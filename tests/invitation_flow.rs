//! Invitations: creation rules, resolution, ban clearing, cancellation.

mod common;

use common::{register, test_hub};
use parlor::db::memberships;
use parlor::engine::channels;
use parlor::engine::invitations::{self, InviteeRef};
use parlor::error::OpError;
use parlor_proto::{ChannelType, ResolutionStatus};

#[tokio::test]
async fn accept_makes_the_invitee_a_member() {
    let hub = test_hub().await;
    let ada = register(&hub, "ada").await;
    let bob = register(&hub, "bob").await;

    let channel = channels::create(&hub, &ada, "cabal", ChannelType::Private)
        .await
        .unwrap();
    let invitation = invitations::invite(&hub, &ada, &channel.id, InviteeRef::Id(bob.id.clone()))
        .await
        .unwrap();

    invitations::resolve(&hub, &bob, &invitation.id, ResolutionStatus::Accept, None)
        .await
        .unwrap();

    let mut conn = hub.db.conn().await.unwrap();
    assert!(memberships::is_member(&mut conn, &bob.id, &channel.id)
        .await
        .unwrap());
}

#[tokio::test]
async fn decline_leaves_no_trace() {
    let hub = test_hub().await;
    let ada = register(&hub, "ada").await;
    let bob = register(&hub, "bob").await;

    let channel = channels::create(&hub, &ada, "cabal", ChannelType::Private)
        .await
        .unwrap();
    let invitation = invitations::invite(&hub, &ada, &channel.id, InviteeRef::Id(bob.id.clone()))
        .await
        .unwrap();

    invitations::resolve(&hub, &bob, &invitation.id, ResolutionStatus::Decline, None)
        .await
        .unwrap();

    let mut conn = hub.db.conn().await.unwrap();
    assert!(!memberships::is_member(&mut conn, &bob.id, &channel.id)
        .await
        .unwrap());
    drop(conn);

    // The slot is free again.
    invitations::invite(&hub, &ada, &channel.id, InviteeRef::Id(bob.id.clone()))
        .await
        .unwrap();
}

#[tokio::test]
async fn invitee_can_be_addressed_by_nickname() {
    let hub = test_hub().await;
    let ada = register(&hub, "ada").await;
    let bob = register(&hub, "bob").await;

    let channel = channels::create(&hub, &ada, "cabal", ChannelType::Private)
        .await
        .unwrap();
    let invitation = invitations::invite(
        &hub,
        &ada,
        &channel.id,
        InviteeRef::Nickname("BOB".to_string()),
    )
    .await
    .unwrap();
    assert_eq!(invitation.user_id, bob.id);
}

#[tokio::test]
async fn private_channel_invites_are_admin_only() {
    let hub = test_hub().await;
    let ada = register(&hub, "ada").await;
    let bob = register(&hub, "bob").await;
    let eve = register(&hub, "eve").await;

    let channel = channels::create(&hub, &ada, "cabal", ChannelType::Private)
        .await
        .unwrap();
    let invitation = invitations::invite(&hub, &ada, &channel.id, InviteeRef::Id(bob.id.clone()))
        .await
        .unwrap();
    invitations::resolve(&hub, &bob, &invitation.id, ResolutionStatus::Accept, None)
        .await
        .unwrap();

    let err = invitations::invite(&hub, &bob, &channel.id, InviteeRef::Id(eve.id.clone()))
        .await
        .unwrap_err();
    assert!(matches!(err, OpError::PermissionDenied));
}

#[tokio::test]
async fn any_member_invites_to_a_public_channel() {
    let hub = test_hub().await;
    let ada = register(&hub, "ada").await;
    let bob = register(&hub, "bob").await;
    let eve = register(&hub, "eve").await;

    let channel = channels::create(&hub, &ada, "general", ChannelType::Public)
        .await
        .unwrap();
    channels::join(&hub, &bob, "general").await.unwrap();

    invitations::invite(&hub, &bob, &channel.id, InviteeRef::Id(eve.id.clone()))
        .await
        .unwrap();
}

#[tokio::test]
async fn duplicate_self_and_member_invites_are_rejected() {
    let hub = test_hub().await;
    let ada = register(&hub, "ada").await;
    let bob = register(&hub, "bob").await;

    let channel = channels::create(&hub, &ada, "cabal", ChannelType::Private)
        .await
        .unwrap();

    let err = invitations::invite(&hub, &ada, &channel.id, InviteeRef::Id(ada.id.clone()))
        .await
        .unwrap_err();
    assert!(matches!(err, OpError::SelfInvite));

    invitations::invite(&hub, &ada, &channel.id, InviteeRef::Id(bob.id.clone()))
        .await
        .unwrap();
    let err = invitations::invite(&hub, &ada, &channel.id, InviteeRef::Id(bob.id.clone()))
        .await
        .unwrap_err();
    assert!(matches!(err, OpError::AlreadyInvited));

    let err = invitations::invite(
        &hub,
        &ada,
        &channel.id,
        InviteeRef::Nickname("ada".to_string()),
    )
    .await
    .unwrap_err();
    assert!(matches!(err, OpError::SelfInvite));
}

#[tokio::test]
async fn inviting_a_banned_user_clears_the_ban() {
    let hub = test_hub().await;
    let ada = register(&hub, "ada").await;
    let bob = register(&hub, "bob").await;

    let channel = channels::create(&hub, &ada, "general", ChannelType::Public)
        .await
        .unwrap();
    let mut conn = hub.db.conn().await.unwrap();
    memberships::ban(&mut conn, &bob.id, &channel.id).await.unwrap();
    drop(conn);

    let err = channels::join(&hub, &bob, "general").await.unwrap_err();
    assert!(matches!(err, OpError::PermissionDenied));

    let invitation = invitations::invite(&hub, &ada, &channel.id, InviteeRef::Id(bob.id.clone()))
        .await
        .unwrap();

    let mut conn = hub.db.conn().await.unwrap();
    assert!(!memberships::is_banned(&mut conn, &bob.id, &channel.id)
        .await
        .unwrap());
    drop(conn);

    invitations::resolve(&hub, &bob, &invitation.id, ResolutionStatus::Accept, None)
        .await
        .unwrap();
}

#[tokio::test]
async fn only_the_invitee_resolves() {
    let hub = test_hub().await;
    let ada = register(&hub, "ada").await;
    let bob = register(&hub, "bob").await;
    let eve = register(&hub, "eve").await;

    let channel = channels::create(&hub, &ada, "cabal", ChannelType::Private)
        .await
        .unwrap();
    let invitation = invitations::invite(&hub, &ada, &channel.id, InviteeRef::Id(bob.id.clone()))
        .await
        .unwrap();

    let err = invitations::resolve(&hub, &eve, &invitation.id, ResolutionStatus::Accept, None)
        .await
        .unwrap_err();
    assert!(matches!(err, OpError::NotInvitee));
}

#[tokio::test]
async fn accepting_into_a_deleted_channel_fails() {
    let hub = test_hub().await;
    let ada = register(&hub, "ada").await;
    let bob = register(&hub, "bob").await;

    let channel = channels::create(&hub, &ada, "cabal", ChannelType::Private)
        .await
        .unwrap();
    let invitation = invitations::invite(&hub, &ada, &channel.id, InviteeRef::Id(bob.id.clone()))
        .await
        .unwrap();
    channels::destroy(&hub, &ada, &channel.id).await.unwrap();

    let err = invitations::resolve(&hub, &bob, &invitation.id, ResolutionStatus::Accept, None)
        .await
        .unwrap_err();
    assert!(matches!(err, OpError::InvalidState(_)));
}

#[tokio::test]
async fn cancellation_is_for_inviter_or_administrator() {
    let hub = test_hub().await;
    let ada = register(&hub, "ada").await;
    let bob = register(&hub, "bob").await;
    let eve = register(&hub, "eve").await;

    let channel = channels::create(&hub, &ada, "general", ChannelType::Public)
        .await
        .unwrap();
    channels::join(&hub, &bob, "general").await.unwrap();

    // Inviter withdraws their own invitation.
    let invitation = invitations::invite(&hub, &bob, &channel.id, InviteeRef::Id(eve.id.clone()))
        .await
        .unwrap();
    invitations::cancel(&hub, &bob, &invitation.id).await.unwrap();

    // The administrator may withdraw anyone's.
    let invitation = invitations::invite(&hub, &bob, &channel.id, InviteeRef::Id(eve.id.clone()))
        .await
        .unwrap();
    invitations::cancel(&hub, &ada, &invitation.id).await.unwrap();

    // The invitee resolves, they do not cancel.
    let invitation = invitations::invite(&hub, &bob, &channel.id, InviteeRef::Id(eve.id.clone()))
        .await
        .unwrap();
    let err = invitations::cancel(&hub, &eve, &invitation.id)
        .await
        .unwrap_err();
    assert!(matches!(err, OpError::PermissionDenied));
}

#[tokio::test]
async fn listing_splits_sent_and_received() {
    let hub = test_hub().await;
    let ada = register(&hub, "ada").await;
    let bob = register(&hub, "bob").await;

    let channel = channels::create(&hub, &ada, "cabal", ChannelType::Private)
        .await
        .unwrap();
    invitations::invite(&hub, &ada, &channel.id, InviteeRef::Id(bob.id.clone()))
        .await
        .unwrap();

    let (sent, received) = invitations::list_for_user(&hub, &ada).await.unwrap();
    assert_eq!(sent.len(), 1);
    assert!(received.is_empty());

    let (sent, received) = invitations::list_for_user(&hub, &bob).await.unwrap();
    assert!(sent.is_empty());
    assert_eq!(received.len(), 1);
    assert_eq!(
        received[0].channel.as_ref().map(|c| c.name.as_str()),
        Some("cabal")
    );
}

:::

#### Your assignment
Word for word, restate only the lines from the one containing "assert!(sent.is_empty());" through the last line of the entries, with both ends kept.

#### Result
    assert!(sent.is_empty());
    assert_eq!(received.len(), 1);
    assert_eq!(
        received[0].channel.as_ref().map(|c| c.name.as_str()),
        Some("cabal")
    );
}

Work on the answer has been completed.